Arbor SIMD Library Refactoring
Motivation
Eventually factor out Arbor SIMD into a separate project and make it useful for the users outside of Arbor.
Current state
Arbor SIMD provides an API that is a variation of std::experimental::simd API. It is neither subset or superset of experimental.
Distinctive features of Arbor SIMD:
-
gather/scattersupport. -
SVE backend.
Observations
- According to N4808,
std::experimental::simdprovides explicit conversions from/to underlined type:explicit operator implementation-defined () const; explicit simd(const implementation-defined &); - SVE doesn't fit
std::experimetal::simdbackend model fundamentally
Proposal
Let us split Arbor SIMD into two libraries:
-
arbor-simd-indirect. It will depend on
std::experimental::simdand will providegather/scatterAPI in the form of free functions that acceptstd::experimental::simdparameters. Based on the compilation target, scalar type and width it will dispatch to the proper intrinsic, usingstatic_cast's to do simd wrapping/unwrapping. The library will not supportSVE. -
arbor-simd-sve. It will depend on
std::experimental::simdandarbor-simd-indirectand will provide adapted to SVE simd API. This API will consist of makers that return vectors (like:arbsve::broadcast(42)orarbsve::copy_from(ptr)) and functions that accept vectors. If the compilation target has sve intrinsics implemetation will forward directly to them, otherwise it will fall back tostd::experimental::simd+arbor-simd-indirect.

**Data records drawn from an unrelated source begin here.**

use reqwest::Client;
use serde::de::DeserializeOwned;
use std::time::Duration;

use crate::config::Config;
use crate::constants::genius::{API_BASE_URL, SONG_SORT, WEB_BASE_URL};
use crate::error::{Error, Result};
use crate::genius::scrape::extract_lyrics;
use crate::genius::types::*;
use crate::services::disambiguation::rank_candidates;

/// Client for the Genius API and lyric pages
///
/// API calls authenticate with a bearer token; lyric pages are public HTML.
#[derive(Clone)]
pub struct GeniusClient {
    token: String,
    per_page: u32,
    max_songs: Option<usize>,
    client: Client,
}

impl GeniusClient {
    /// Create a new Genius client from config
    pub fn new(config: &Config) -> Self {
        Self {
            token: config.genius_access_token.clone(),
            per_page: config.per_page,
            max_songs: config.max_songs,
            client: Client::builder()
                .timeout(Duration::from_secs(config.request_timeout_secs))
                .user_agent(concat!(env!("CARGO_PKG_NAME"), "/", env!("CARGO_PKG_VERSION")))
                .build()
                .unwrap_or_default(),
        }
    }

    /// Check if credentials are configured
    fn is_configured(&self) -> bool {
        !self.token.is_empty()
    }

    fn ensure_configured(&self) -> Result<()> {
        if self.is_configured() {
            Ok(())
        } else {
            Err(Error::config(
                "Genius client not configured",
                "Set the GENIUS_ACCESS_TOKEN environment variable",
            ))
        }
    }

    /// Make an authenticated GET request to the API and unwrap the response envelope
    async fn get<T: DeserializeOwned>(&self, path: &str, query: &[(&str, String)]) -> Result<T> {
        let url = format!("{API_BASE_URL}{path}");
        let resp = self.client
            .get(&url)
            .bearer_auth(&self.token)
            .query(query)
            .send()
            .await
            .map_err(|e| Error::Network(format!("Request to {path} failed: {e}")))?;

        let status = resp.status();
        if !status.is_success() {
            return Err(Error::genius_status(
                format!("Request to {path} returned {status}"),
                status.as_u16(),
            ));
        }

        let envelope: Envelope<T> = resp.json().await
            .map_err(|e| Error::parse(format!("Invalid JSON: {e}"), Some(url)))?;
        Ok(envelope.response)
    }

    /// Search for artists matching a free-text query
    ///
    /// Candidates are ranked by how many hits credit them as primary artist.
    pub async fn search_artists(&self, query: &str) -> Result<Vec<ArtistCandidate>> {
        self.ensure_configured()?;

        let search: SearchResponse = self.get("/search", &[("q", query.to_string())]).await?;
        tracing::debug!("Search for {query:?} returned {} hits", search.hits.len());

        Ok(rank_candidates(search.hits.iter().map(|h| &h.result.primary_artist)))
    }

    /// List every song on which `artist_id` is the primary artist
    ///
    /// Pages through the catalog by popularity until the API reports no next
    /// page (or the configured song cap is reached), calling `on_page` with
    /// the running total after each page.
    pub async fn songs_for_artist<F>(&self, artist_id: u64, mut on_page: F) -> Result<Vec<SongRef>>
    where
        F: FnMut(usize) + Send,
    {
        self.ensure_configured()?;

        let path = format!("/artists/{artist_id}/songs");
        let mut songs: Vec<SongRef> = Vec::new();
        let mut page: u32 = 1;

        loop {
            let resp: ArtistSongsResponse = self.get(&path, &[
                ("page", page.to_string()),
                ("sort", SONG_SORT.to_string()),
                ("per_page", self.per_page.to_string()),
            ]).await?;

            let next = absorb_page(&mut songs, resp, artist_id, self.max_songs, page);
            on_page(songs.len());
            match next {
                Some(next) => page = next,
                None => break,
            }
        }

        tracing::info!("Found {} songs for artist {artist_id}", songs.len());
        Ok(songs)
    }

    /// Fetch a song's lyrics page and extract its lyric text
    pub async fn fetch_lyrics(&self, song: &SongRef) -> Result<String> {
        let url = format!("{WEB_BASE_URL}{}", song.path);
        let resp = self.client
            .get(&url)
            .send()
            .await
            .map_err(|e| Error::Network(format!("Request to {url} failed: {e}")))?;

        let status = resp.status();
        if !status.is_success() {
            return Err(page_error(&url, status.as_u16()));
        }

        let html = resp.text().await
            .map_err(|e| Error::Network(format!("Reading {url} failed: {e}")))?;

        extract_lyrics(&html)
            .ok_or_else(|| Error::NotFound(format!("no lyrics container on {url}")))
    }
}

/// Add one catalog page to `songs` and decide which page comes next.
///
/// Only songs whose primary artist is `artist_id` are kept; features and
/// guest verses list the song under this artist too. Returns `None` once the
/// song cap is reached, on the last page, or when the API fails to advance.
fn absorb_page(
    songs: &mut Vec<SongRef>,
    page: ArtistSongsResponse,
    artist_id: u64,
    cap: Option<usize>,
    current: u32,
) -> Option<u32> {
    songs.extend(
        page.songs.into_iter()
            .filter(|s| s.primary_artist.id == artist_id)
            .map(SongRef::from),
    );

    if let Some(cap) = cap {
        if songs.len() >= cap {
            songs.truncate(cap);
            return None;
        }
    }

    match page.next_page {
        Some(next) if next > current => Some(next),
        Some(next) => {
            tracing::warn!("Genius returned non-advancing next_page {next} after page {current}");
            None
        }
        None => None,
    }
}

/// Error for a lyrics page that did not load. Pages are fetched without the
/// access token, so token hints do not apply.
fn page_error(url: &str, status: u16) -> Error {
    Error::Genius {
        message: format!("Lyrics page {url} returned HTTP {status}"),
        status: Some(status),
        hint: None,
    }
}

#[cfg(test)]
mod tests {
    #![allow(clippy::expect_used, clippy::unwrap_used, clippy::panic)]

    use super::*;

    #[tokio::test]
    async fn unconfigured_client_refuses_api_calls() {
        let client = GeniusClient::new(&Config::default());
        let err = client.search_artists("anyone").await.unwrap_err();
        assert!(matches!(err, Error::Config { .. }));

        let err = client.songs_for_artist(1, |_| {}).await.unwrap_err();
        assert!(matches!(err, Error::Config { .. }));
    }

    fn catalog_page(json: &str) -> ArtistSongsResponse {
        let env: Envelope<ArtistSongsResponse> = serde_json::from_str(json).unwrap();
        env.response
    }

    const PAGE_ONE: &str = r#"{"response": {"songs": [
        {"id": 1, "title": "Own Song", "path": "/Band-own-song-lyrics", "primary_artist": {"id": 7, "name": "Band"}},
        {"id": 2, "title": "Guest Verse", "path": "/Other-guest-verse-lyrics", "primary_artist": {"id": 9, "name": "Other"}},
        {"id": 3, "title": "Second Song", "path": "/Band-second-song-lyrics", "primary_artist": {"id": 7, "name": "Band"}}
    ], "next_page": 2}}"#;

    #[test]
    fn keeps_only_primary_artist_songs() {
        let mut songs = Vec::new();
        let next = absorb_page(&mut songs, catalog_page(PAGE_ONE), 7, None, 1);
        assert_eq!(next, Some(2));
        let ids: Vec<u64> = songs.iter().map(|s| s.id).collect();
        assert_eq!(ids, vec![1, 3]);
    }

    #[test]
    fn song_cap_truncates_and_stops() {
        let mut songs = Vec::new();
        let next = absorb_page(&mut songs, catalog_page(PAGE_ONE), 7, Some(1), 1);
        assert_eq!(next, None);
        assert_eq!(songs.len(), 1);
        assert_eq!(songs[0].title, "Own Song");
    }

    #[test]
    fn last_page_stops() {
        let page = catalog_page(r#"{"response": {"songs": [
            {"id": 4, "title": "Closer", "path": "/Band-closer-lyrics", "primary_artist": {"id": 7, "name": "Band"}}
        ], "next_page": null}}"#);
        let mut songs = Vec::new();
        assert_eq!(absorb_page(&mut songs, page, 7, Some(10), 3), None);
        assert_eq!(songs.len(), 1);
    }

    #[test]
    fn non_advancing_next_page_stops() {
        let stuck = r#"{"response": {"songs": [], "next_page": 2}}"#;
        let mut songs = Vec::new();
        assert_eq!(absorb_page(&mut songs, catalog_page(stuck), 7, None, 2), None);
        assert_eq!(absorb_page(&mut songs, catalog_page(stuck), 7, None, 5), None);
        assert!(songs.is_empty());
    }

    #[test]
    fn lyrics_page_errors_carry_no_token_hint() {
        let err = page_error("https://genius.com/Band-own-song-lyrics", 403);
        assert!(matches!(err, Error::Genius { status: Some(403), hint: None, .. }));
        assert!(!err.to_string().contains("GENIUS_ACCESS_TOKEN"));
    }
}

Thanks for the proposal @antonf.
I feel that refactoring to use std::experimental::simd is impractical while not part of the standard.
- it is available only in gcc 11, while the minimum version required by Arbor is GCC 8 (and Clang)

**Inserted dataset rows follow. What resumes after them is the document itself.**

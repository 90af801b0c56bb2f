//! Lexical diversity.
//!
//! The denominator is a plain whitespace split of the original text while the
//! numerator is the number of distinct *filtered* tokens. The two sides use
//! different tokenizations; scores are comparable between artists but are not
//! a type/token ratio in the strict sense.

use crate::analysis::frequency::FrequencyTable;
use crate::error::{Error, Result};

/// Number of whitespace-separated words in the raw text.
pub fn raw_word_count(raw: &str) -> usize {
    raw.split_whitespace().count()
}

/// Distinct surviving words as a percentage of raw words.
pub fn diversity(raw: &str, table: &FrequencyTable) -> Result<f64> {
    ratio(table.len(), raw_word_count(raw))
}

/// `unique / total * 100`, or `EmptyCorpus` when there are no words.
#[allow(clippy::cast_precision_loss)]
pub(crate) fn ratio(unique_words: usize, total_words: usize) -> Result<f64> {
    if total_words == 0 {
        return Err(Error::empty_corpus());
    }
    Ok(unique_words as f64 / total_words as f64 * 100.0)
}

- we need to understand the performance tradeoffs, and check support for features AVX512 in
std::experimentalimplementation. For this we would have to conduct performance benchmarks.
As a rule in Arbor, we have implemented future standard library features internally, and used them when they can be replaced by mature implementations in our minimum compiler versions. Given this, I think it is too early to refactor the SIMD library to be based around std::experimental.

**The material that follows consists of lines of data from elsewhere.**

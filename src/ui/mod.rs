//! User interface components.
//!
//! Renders analysis results in the terminal using ratatui: a bar chart of the
//! most frequent words, a frequency-weighted word cloud, and a plain-text
//! summary.

mod chart;
mod cloud;

pub use chart::{chart_layout, draw_frequency_chart};
pub use cloud::{cloud_lines, draw_word_cloud, Tier};

use std::io;

use crossterm::{
    event::{self, Event, KeyEventKind},
    execute,
    terminal::{disable_raw_mode, enable_raw_mode, EnterAlternateScreen, LeaveAlternateScreen},
};
use ratatui::{
    backend::{Backend, CrosstermBackend},
    layout::{Constraint, Direction, Layout},
    style::{Color, Modifier, Style},
    text::{Line, Span},
    widgets::{Block, Borders, Paragraph},
    Frame, Terminal,
};

use crate::analysis::{Analysis, FrequencyTable};
use crate::error::Result;

/// A full-screen rendering of an analysis.
#[derive(Debug, Clone)]
pub enum View<'a> {
    /// Bar chart of the most frequent words.
    FrequencyChart {
        /// Block title.
        title: String,
        /// Words to plot.
        table: &'a FrequencyTable,
        /// Maximum number of bars.
        top_n: usize,
    },
    /// Word cloud weighted by frequency.
    WordCloud {
        /// Block title.
        title: String,
        /// Words to place.
        table: &'a FrequencyTable,
    },
}

/// One-paragraph textual summary of an artist's analysis.
pub fn summary(artist: &str, song_count: usize, analysis: &Analysis) -> String {
    let top: Vec<&str> = analysis.table.top(5).iter().map(|(w, _)| w.as_str()).collect();
    format!(
        "{artist}: {song_count} songs, {} words, {} distinct after filtering.\n\
         Lexical diversity: {:.2}%\n\
         Most used: {}",
        analysis.word_count,
        analysis.table.len(),
        analysis.diversity,
        if top.is_empty() { "-".to_string() } else { top.join(", ") },
    )
}

/// Show a view full-screen until a key is pressed.
///
/// The terminal is restored before returning, including on error.
pub fn show(view: &View<'_>) -> Result<()> {
    enable_raw_mode()?;
    let mut stdout = io::stdout();
    if let Err(e) = execute!(stdout, EnterAlternateScreen) {
        let _ = disable_raw_mode();
        return Err(e.into());
    }

    let res = Terminal::new(CrosstermBackend::new(stdout))
        .map_err(Into::into)
        .and_then(|mut terminal| {
            let res = run_view(&mut terminal, view);
            let _ = terminal.show_cursor();
            res
        });

    restore_terminal()?;
    res
}

/// Leave the alternate screen and raw mode.
pub fn restore_terminal() -> io::Result<()> {
    disable_raw_mode()?;
    execute!(io::stdout(), LeaveAlternateScreen)
}

fn run_view<B: Backend>(terminal: &mut Terminal<B>, view: &View<'_>) -> Result<()> {
    loop {
        terminal.draw(|f| draw(f, view))?;

        if let Event::Key(key) = event::read()? {
            if key.kind == KeyEventKind::Press {
                return Ok(());
            }
        }
    }
}

/// Render a view to the terminal frame.
pub fn draw(f: &mut Frame, view: &View<'_>) {
    let chunks = Layout::default()
        .direction(Direction::Vertical)
        .constraints([
            Constraint::Min(1),
            Constraint::Length(1), // Key hint at the bottom
        ])
        .split(f.size());

    match view {
        View::FrequencyChart { title, table, top_n } => {
            draw_frequency_chart(f, chunks[0], table, *top_n, title);
        }
        View::WordCloud { title, table } => draw_word_cloud(f, chunks[0], table, title),
    }

    let hint = Paragraph::new(Line::from(create_help_text(&[("any key", "Return")])))
        .style(Style::default().fg(Color::Gray));
    f.render_widget(hint, chunks[1]);
}

/// Build styled help text spans from key-description pairs.
pub fn create_help_text<'a>(commands: &[(&'a str, &'a str)]) -> Vec<Span<'a>> {
    let mut text = vec![Span::raw(" ")];

    for (i, (key, description)) in commands.iter().enumerate() {
        text.push(Span::styled(*key, Style::default().fg(Color::Yellow).add_modifier(Modifier::BOLD)));
        text.push(Span::raw(format!(": {description}")));
        if i + 1 < commands.len() {
            text.push(Span::raw(" | "));
        }
    }

    text
}

/// Create a bordered block with a highlighted title.
pub fn create_titled_block(title: &str) -> Block<'_> {
    Block::default()
        .title(Span::styled(title, Style::default().fg(Color::Yellow).add_modifier(Modifier::BOLD)))
        .borders(Borders::ALL)
        .border_style(Style::default().fg(Color::Yellow))
}

#[cfg(test)]
mod tests {
    #![allow(clippy::expect_used, clippy::unwrap_used, clippy::panic)]

    use super::*;
    use crate::analysis::analyze;
    use ratatui::backend::TestBackend;

    fn render(view: &View<'_>) -> String {
        let mut terminal = Terminal::new(TestBackend::new(60, 16)).unwrap();
        terminal.draw(|f| draw(f, view)).unwrap();
        terminal.backend().buffer().content.iter().map(|c| c.symbol()).collect()
    }

    #[test]
    fn summary_reports_counts_and_diversity() {
        let analysis = analyze("Run! Run, run away.").unwrap();
        let text = summary("The Runners", 1, &analysis);
        assert!(text.starts_with("The Runners: 1 songs, 4 words, 2 distinct"));
        assert!(text.contains("Lexical diversity: 50.00%"));
        assert!(text.contains("Most used: run, away"));
    }

    #[test]
    fn chart_shows_title_and_words() {
        let analysis = analyze("fire fire fire water water earth").unwrap();
        let screen = render(&View::FrequencyChart {
            title: "Top words".into(),
            table: &analysis.table,
            top_n: 20,
        });
        assert!(screen.contains("Top words"));
        assert!(screen.contains("fire"));
        assert!(screen.contains("water"));
        assert!(screen.contains("Return"));
    }

    #[test]
    fn titled_block_is_highlighted() {
        let mut terminal = Terminal::new(TestBackend::new(20, 3)).unwrap();
        terminal
            .draw(|f| f.render_widget(create_titled_block("Words"), f.size()))
            .unwrap();
        let buffer = terminal.backend().buffer();
        let title: String = (1..6).map(|x| buffer.get(x, 0).symbol()).collect();
        assert_eq!(title, "Words");
        assert_eq!(buffer.get(1, 0).fg, Color::Yellow);
        assert_eq!(buffer.get(0, 1).symbol(), "│");
        assert_eq!(buffer.get(0, 1).fg, Color::Yellow);
    }

    #[test]
    fn cloud_shows_heavy_word_uppercased() {
        let analysis = analyze("fire fire fire water").unwrap();
        let screen = render(&View::WordCloud { title: "Cloud".into(), table: &analysis.table });
        assert!(screen.contains("FIRE"));
        assert!(screen.contains("water"));
    }
}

I certainly like the idea of splitting out the SVE side; it's really incompatible with the rest of the API.
Regarding std::experimental::simd:
- We could still factor our SIMD library into something that accords to the
std::experimental::simdinterface, and an additional component that supports the gather/scatter/constraint semantics, with a view to swapping over to the standard implementation in the future. - N4808, §9.7.7 provides
cmathoverloads for SIMD values; we can provide our own implementations with consistent numerics across back-ends under e.g.arb::math, both for SIMD and scalar values. Their optimized implementations though use low-level intrinsics rather than just the arithmetic operations provided bystd::experimental::simd.
For our implementations of e.g. expm1, exprelr etc. which rely upon decomposition of the mantissa and exponent and such, we could implement a set of architecture-specific low-level operations which are then used within our generic implementations, or stick to writing things in terms of standard decomposition functions and arithmetic. The former would allow us to maintain (mostly) the performance; the latter could well be slower, but might allow us an implementation that is more easily robust (proper support for subnormal numbers, etc.).
Hi, just happened across this issue while searching. Have you seen https://github.com/google/highway ? It's a C++ wrapper over intrinsics that supports SVE, RISC-V, AVX-512 and others. Would be happy to discuss if you're interested.
Hi @jan-wassenberg,
thanks for the suggestion. Highway looks pretty interesting, but it's unlikely we'll change our SIMD backend soon without pressing need. (RISC-V might pose such a need in the future) Just out of curiosity, how does highway compare to VC2 (https://github.com/vectorclass/version2)?
Just to note our requirements (mostly in terms of performant operations, since this is the motivator) not only to highway, but any other choice as well
- scatter store/gather load
- fast approximate mathematical functions: exp, pow, sqrt, log
- to a lesser degree: sin, cos, ...
Hi @thorstenhater , got it. Yes, RISC-V looks to be gathering momentum.
how does highway compare to VC2
I very much respect Agner's work but he is clear that no instruction sets other than x86 will be supported.
Just to note our requirements
Good to know. We have all of those except pow, and can help add that or other math functions if required. (For pow it really depends how much accuracy you want. A simple version can use log+exp already.)